When monetary policy or the metrics that measure the strength of the economy change, risk assets tend to signal or move earlier than stocks. In 2021, the Fed finally began to signal its plans to raise interest rates. The data shows that the Bitcoin price has recovered sharply by December 2021. In a way, Bitcoin and Ethereum were canaries in the coal mine pointing to what awaited the stock markets.

SHIB

If inflation begins to subside, the health of the economy improves, or the Fed begins to signal a turning point in its current monetary policy, risk assets such as Bitcoin and altcoins, including SHIB, are likely to be “canaries in the coal mine” again, reflecting the risk return of sentiment from investors.

2-The threat of permanent regulation

The cryptocurrency industry and regulators have a long history of disagreeing, either due to various misunderstandings or mistrust about the actual use-case of digital assets. Without a working framework for crypto industry regulation, different countries and states have multiple conflicting policies on how cryptocurrencies are classified and what exactly constitutes the legal payment system.

SHIB

The lack of clarity on this issue weighs on growth and innovation in the industry. Many analysts say that the adoption of cryptocurrencies cannot happen without the enactment of a set of agreed and agreed laws. Risk assets are heavily influenced by investor sentiment. This trend extends to Bitcoin and altcoins. To date, the threat of unfriendly cryptocurrency regulations, or in the worst case, a direct ban, continues to affect crypto prices almost monthly.

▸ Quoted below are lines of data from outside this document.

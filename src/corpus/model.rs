use serde::{Deserialize, Serialize};

#[derive(Debug, Clone, PartialEq, Serialize, Deserialize)]
/// One entry of the job-taxonomy corpus.
pub struct ReferenceJob {
    pub code: String,
    pub title: String,
    pub family: String,
    /// Career level label (`entry`, `junior`, `mid`, `senior`, `lead`).
    pub career_level: String,
    pub description: String,
    /// Precomputed embedding. Empty when the backend does not return vectors.
    #[serde(default, skip_serializing_if = "Vec::is_empty")]
    pub embedding: Vec<f32>,
}

impl ReferenceJob {
    pub fn new(
        code: impl Into<String>,
        title: impl Into<String>,
        family: impl Into<String>,
        career_level: impl Into<String>,
        description: impl Into<String>,
    ) -> Self {
        Self {
            code: code.into(),
            title: title.into(),
            family: family.into(),
            career_level: career_level.into(),
            description: description.into(),
            embedding: Vec::new(),
        }
    }

    pub fn with_embedding(mut self, embedding: Vec<f32>) -> Self {
        self.embedding = embedding;
        self
    }

    /// Text a corpus loader embeds for this job.
    pub fn embedding_text(&self) -> String {
        format!(
            "{}\nJob family: {}; level: {}\n{}",
            self.title, self.family, self.career_level, self.description
        )
    }
}

#[derive(Debug, Clone)]
/// A retrieved reference job with its cosine similarity to the query.
pub struct Candidate {
    pub job: ReferenceJob,
    pub similarity: f32,
}

#[derive(Debug, Clone, Default, PartialEq, Eq)]
/// Optional narrowing of a search. Matching is case-insensitive.
pub struct RetrievalFilters {
    pub family: Option<String>,
    pub career_level: Option<String>,
}

impl RetrievalFilters {
    pub fn none() -> Self {
        Self::default()
    }

    pub fn family(mut self, family: impl Into<String>) -> Self {
        self.family = Some(family.into());
        self
    }

    pub fn career_level(mut self, level: impl Into<String>) -> Self {
        self.career_level = Some(level.into());
        self
    }

    pub fn is_empty(&self) -> bool {
        self.family.is_none() && self.career_level.is_none()
    }

    pub fn accepts(&self, job: &ReferenceJob) -> bool {
        let family_ok = self
            .family
            .as_deref()
            .is_none_or(|f| f.eq_ignore_ascii_case(&job.family));
        let level_ok = self
            .career_level
            .as_deref()
            .is_none_or(|l| l.eq_ignore_ascii_case(&job.career_level));
        family_ok && level_ok
    }
}

pub fn cosine_similarity(a: &[f32], b: &[f32]) -> f32 {
    if a.len() != b.len() || a.is_empty() {
        return 0.0;
    }

    let dot_product: f32 = a.iter().zip(b.iter()).map(|(x, y)| x * y).sum();
    let norm_a: f32 = a.iter().map(|x| x * x).sum::<f32>().sqrt();
    let norm_b: f32 = b.iter().map(|x| x * x).sum::<f32>().sqrt();

    if norm_a == 0.0 || norm_b == 0.0 {
        0.0
    } else {
        dot_product / (norm_a * norm_b)
    }
}
use serde::{Deserialize, Serialize};
use uuid::Uuid;

use crate::corpus::Candidate;

use super::ArbitrationError;

#[derive(Debug, Clone, PartialEq)]
/// What the selector decided for one request.
pub enum ArbitrationOutcome {
    /// `index` refers into the candidate list that was offered.
    Matched {
        index: usize,
        confidence: f32,
        rationale: String,
    },
    NoMatch {
        reason: String,
    },
    /// The capability failed or answered outside the contract.
    CallFailed {
        error: ArbitrationError,
    },
}

impl ArbitrationOutcome {
    pub fn is_matched(&self) -> bool {
        matches!(self, ArbitrationOutcome::Matched { .. })
    }

    pub fn debug_status(&self) -> &'static str {
        match self {
            ArbitrationOutcome::Matched { .. } => "MATCHED",
            ArbitrationOutcome::NoMatch { .. } => "NO_MATCH",
            ArbitrationOutcome::CallFailed { .. } => "CALL_FAILED",
        }
    }
}

impl std::fmt::Display for ArbitrationOutcome {
    fn fmt(&self, f: &mut std::fmt::Formatter<'_>) -> std::fmt::Result {
        match self {
            ArbitrationOutcome::Matched {
                index, confidence, ..
            } => write!(f, "MATCHED (index: {index}, confidence: {confidence:.2})"),
            ArbitrationOutcome::NoMatch { reason } => write!(f, "NO_MATCH ({reason})"),
            ArbitrationOutcome::CallFailed { error } => write!(f, "CALL_FAILED ({error})"),
        }
    }
}

#[derive(Debug, Clone, Copy, PartialEq, Eq, Serialize, Deserialize)]
#[serde(rename_all = "snake_case")]
pub enum MatchMethod {
    EmbeddingOnly,
    LlmArbitrated,
    None,
}

impl MatchMethod {
    pub fn as_str(&self) -> &'static str {
        match self {
            MatchMethod::EmbeddingOnly => "embedding_only",
            MatchMethod::LlmArbitrated => "llm_arbitrated",
            MatchMethod::None => "none",
        }
    }
}

#[derive(Debug, Clone, PartialEq, Serialize, Deserialize)]
/// Resolution of a request to a reference job, or the record that none was found.
pub struct MatchResult {
    pub request_id: Uuid,
    /// `None` when the request is unmatched.
    pub reference_code: Option<String>,
    pub reference_title: Option<String>,
    /// Similarity of the matched candidate, or of the best candidate when unmatched.
    pub similarity: f32,
    /// Arbitration confidence in `[0, 1]`.
    pub confidence: f32,
    pub rationale: String,
    pub method: MatchMethod,
}

impl MatchResult {
    pub fn matched(
        request_id: Uuid,
        candidate: &Candidate,
        confidence: f32,
        rationale: impl Into<String>,
        method: MatchMethod,
    ) -> Self {
        Self {
            request_id,
            reference_code: Some(candidate.job.code.clone()),
            reference_title: Some(candidate.job.title.clone()),
            similarity: candidate.similarity,
            confidence: confidence.clamp(0.0, 1.0),
            rationale: rationale.into(),
            method,
        }
    }

    pub fn unmatched(
        request_id: Uuid,
        best_similarity: f32,
        rationale: impl Into<String>,
    ) -> Self {
        Self {
            request_id,
            reference_code: None,
            reference_title: None,
            similarity: best_similarity,
            confidence: 0.0,
            rationale: rationale.into(),
            method: MatchMethod::None,
        }
    }

    pub fn is_matched(&self) -> bool {
        self.reference_code.is_some()
    }
}
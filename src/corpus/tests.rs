use super::*;

fn job(code: &str, family: &str, level: &str, embedding: Vec<f32>) -> ReferenceJob {
    ReferenceJob::new(code, format!("{code} title"), family, level, "desc").with_embedding(embedding)
}

fn seeded() -> MemoryCorpus {
    let corpus = MemoryCorpus::new(3);
    corpus
        .upsert([
            job("A", "Engineering", "Senior", vec![1.0, 0.0, 0.0]),
            job("B", "Engineering", "Mid", vec![0.0, 1.0, 0.0]),
            job("C", "Data", "Senior", vec![1.0, 0.0, 0.0]),
            job("D", "Data", "Lead", vec![0.7, 0.7, 0.0]),
        ])
        .unwrap();
    corpus
}

#[test]
fn test_cosine_similarity_basics() {
    assert!((cosine_similarity(&[1.0, 0.0], &[1.0, 0.0]) - 1.0).abs() < 1e-6);
    assert!(cosine_similarity(&[1.0, 0.0], &[0.0, 1.0]).abs() < 1e-6);
    assert_eq!(cosine_similarity(&[1.0], &[1.0, 0.0]), 0.0);
    assert_eq!(cosine_similarity(&[0.0, 0.0], &[1.0, 0.0]), 0.0);
}

#[tokio::test]
async fn test_search_orders_by_similarity_with_stable_ties() {
    let corpus = seeded();
    let results = corpus
        .search(&[1.0, 0.0, 0.0], 4, &RetrievalFilters::none())
        .await
        .unwrap();

    let codes: Vec<_> = results.iter().map(|c| c.job.code.as_str()).collect();
    assert_eq!(codes, vec!["A", "C", "D", "B"]);
    assert!(results.windows(2).all(|w| w[0].similarity >= w[1].similarity));
}

#[tokio::test]
async fn test_search_truncates_to_top_k() {
    let corpus = seeded();
    let results = corpus
        .search(&[1.0, 0.0, 0.0], 2, &RetrievalFilters::none())
        .await
        .unwrap();
    assert_eq!(results.len(), 2);
}

#[tokio::test]
async fn test_filters_are_case_insensitive() {
    let corpus = seeded();
    let results = corpus
        .search(&[1.0, 0.0, 0.0], 5, &RetrievalFilters::none().family("data"))
        .await
        .unwrap();
    let codes: Vec<_> = results.iter().map(|c| c.job.code.as_str()).collect();
    assert_eq!(codes, vec!["C", "D"]);

    let results = corpus
        .search(
            &[1.0, 0.0, 0.0],
            5,
            &RetrievalFilters::none().family("DATA").career_level("lead"),
        )
        .await
        .unwrap();
    assert_eq!(results.len(), 1);
    assert_eq!(results[0].job.code, "D");
}

#[tokio::test]
async fn test_filters_excluding_everything_return_empty() {
    let corpus = seeded();
    let results = corpus
        .search(&[1.0, 0.0, 0.0], 5, &RetrievalFilters::none().family("Legal"))
        .await
        .unwrap();
    assert!(results.is_empty());
}

#[tokio::test]
async fn test_empty_corpus_returns_empty() {
    let corpus = MemoryCorpus::new(3);
    let results = corpus
        .search(&[1.0, 0.0, 0.0], 5, &RetrievalFilters::none())
        .await
        .unwrap();
    assert!(results.is_empty());
}

#[tokio::test]
async fn test_query_dimension_mismatch() {
    let corpus = seeded();
    let err = corpus
        .search(&[1.0, 0.0], 5, &RetrievalFilters::none())
        .await
        .unwrap_err();
    assert!(matches!(
        err,
        CorpusError::DimensionMismatch {
            expected: 3,
            actual: 2
        }
    ));
}

#[tokio::test]
async fn test_upsert_replaces_in_place() {
    let corpus = seeded();
    corpus
        .upsert([job("A", "Engineering", "Staff", vec![1.0, 0.0, 0.0])])
        .unwrap();
    assert_eq!(corpus.len(), 4);
    assert_eq!(corpus.get("A").unwrap().career_level, "Staff");

    // A still precedes C on the tie.
    let results = corpus
        .search(&[1.0, 0.0, 0.0], 2, &RetrievalFilters::none())
        .await
        .unwrap();
    assert_eq!(results[0].job.code, "A");
    assert_eq!(results[1].job.code, "C");
}

#[test]
fn test_upsert_rejects_bad_dimension_and_empty_code() {
    let corpus = MemoryCorpus::new(3);
    assert!(matches!(
        corpus.upsert([job("X", "F", "Mid", vec![1.0])]),
        Err(CorpusError::DimensionMismatch { .. })
    ));
    assert!(matches!(
        corpus.upsert([job(" ", "F", "Mid", vec![1.0, 0.0, 0.0])]),
        Err(CorpusError::InvalidReferenceJob { .. })
    ));
    assert!(corpus.is_empty());
}

#[test]
fn test_remove() {
    let corpus = seeded();
    assert!(corpus.remove("B"));
    assert!(!corpus.remove("B"));
    assert!(corpus.get("B").is_none());
    assert_eq!(corpus.len(), 3);
}

#[test]
fn test_reference_job_serde_skips_empty_embedding() {
    let job = ReferenceJob::new("E-1", "Engineer", "Engineering", "Mid", "Writes code");
    let json = serde_json::to_value(&job).unwrap();
    assert!(json.get("embedding").is_none());
    let back: ReferenceJob = serde_json::from_value(json).unwrap();
    assert_eq!(back, job);
}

3-Scams and Ponzi liquidations

Scams, Ponzi schemes and sharp market volatility also played an important role in falling crypto prices throughout 2022. Bad news and events that jeopardize market liquidity tend to have disastrous consequences due to the lack of regulation, the youth of the cryptocurrency industry and the market.

LUNA

cryptocoin.comTerra and Celsius explosions are the first ones that come to mind. Also, Three Arrows Capital’s (3AC) abuse of leverage and client funds. These have led to successive blows to asset prices in the crypto market. Bitcoin is currently the largest asset by market cap in the industry. Thus, historically, altcoin prices tend to follow BTC price. Bitcoin price dropped sharply due to multiple liquidations that occurred as the Terra ecosystem collapsed. This had a very bad effect on investor sentiment. The same happened when Voyager, 3AC and Celsius crashed.

What can be expected for the rest from 2022 to 2023?

Fed policy drives the factors affecting falling prices in the crypto market. So the Fed’s power to raise, pause or lower interest rates will continue to have a direct impact on BTC price, SHIB price and altcoin prices.

Meanwhile, investors’ risk appetite will remain muted. Also, potential crypto traders will wait for signs that US inflation has peaked. For this, it will follow the Fed’s use of language that is indicative of a policy axis.